Catrin Jones, chief curator at the V&A Wedgwood Collection, based at Barlaston’s World of Wedgwood, said: “We were thinking of how we could tell the story in a way that resonates with a contemporary audience.
“Some of the students have never worked with clay before. It’s given them a chance to get hands-on.”
The students are drawn from A-level courses in art and design, graphic design, textiles and product design, and each of them has been tasked with coming up with an individual medallion.
Their final pieces will be fired and then exhibited at the World of Wedgwood, where the 18th century medallion is also on display.
Grace Barrett, from the anti-racism education organisation I Am Ally, is working with the students for the project, which is being supported by the Art Fund.
She said: “The idea is for the young people to use Wedgwood’s techniques and materials, but also to develop an understanding of the history and the relationship with anti-racism today.”
Wedgwood’s medallion came about after he asked his senior craftsman to design it to promote the anti-slavery cause among the general public.
Set in white Jasper, it featured a black African slave kneeling in chains.
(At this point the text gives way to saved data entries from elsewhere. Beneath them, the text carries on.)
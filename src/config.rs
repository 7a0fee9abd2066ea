use crate::deck::DeckSettings;
use crate::gesture::GestureConfig;
use gloo_storage::errors::StorageError;
use gloo_storage::{LocalStorage, Storage};
use log::{debug, warn};
use serde::{Deserialize, Serialize};

const STORAGE_KEY: &str = "swipe_deck_config";
const CARD_MARGIN: f64 = 24.0;
const MIN_CARD_WIDTH: f64 = 200.0;

#[derive(Debug, Clone, PartialEq, Serialize, Deserialize)]
#[serde(default)]
pub struct AppConfig {
    pub api_base_url: String,
    pub feed_per_page: u32,
    pub liked_per_page: u32,
    /// How many upcoming cards get their first photo warmed.
    pub prefetch_window: usize,
    pub request_timeout_ms: u32,
    pub gesture: GestureConfig,
}

impl Default for AppConfig {
    fn default() -> Self {
        Self {
            api_base_url: "http://localhost:8000/api".to_string(),
            feed_per_page: 10,
            liked_per_page: 10,
            prefetch_window: 10,
            request_timeout_ms: 10_000,
            gesture: GestureConfig::default(),
        }
    }
}

impl AppConfig {
    pub fn deck_settings(&self) -> DeckSettings {
        DeckSettings {
            prefetch_window: self.prefetch_window,
            gesture: self.gesture,
        }
    }

    /// Sizes cards to the viewport, leaving a margin on either side.
    pub fn fit_to_viewport(mut self, viewport_width: f64) -> Self {
        if viewport_width.is_finite() && viewport_width > 0.0 {
            self.gesture.card_width = (viewport_width - CARD_MARGIN).max(MIN_CARD_WIDTH);
        }
        self
    }
}

pub fn load_config() -> AppConfig {
    match LocalStorage::get::<AppConfig>(STORAGE_KEY) {
        Ok(config) => config,
        Err(StorageError::KeyNotFound(_)) => {
            debug!("No stored config, writing defaults");
            let config = AppConfig::default();
            save_config(&config);
            config
        }
        Err(err) => {
            warn!("Falling back to default config: {}", err);
            AppConfig::default()
        }
    }
}

pub fn save_config(config: &AppConfig) {
    if let Err(err) = LocalStorage::set(STORAGE_KEY, config) {
        warn!("Failed to persist config: {}", err);
    }
}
It also bore the words: “Am I not a man and a brother?”
The medallion went on to become one of Britain’s first fashion accessories linked to a social cause and adorned everything from brooches to snuffboxes.
Jimmy Wilson, who is studying product design, previously knew little of the pottery manufacturer’s role in the abolitionist campaign.
The 17-year-old, from Uttoxeter, said: “What we’re doing will help get it recognised by a wider audience.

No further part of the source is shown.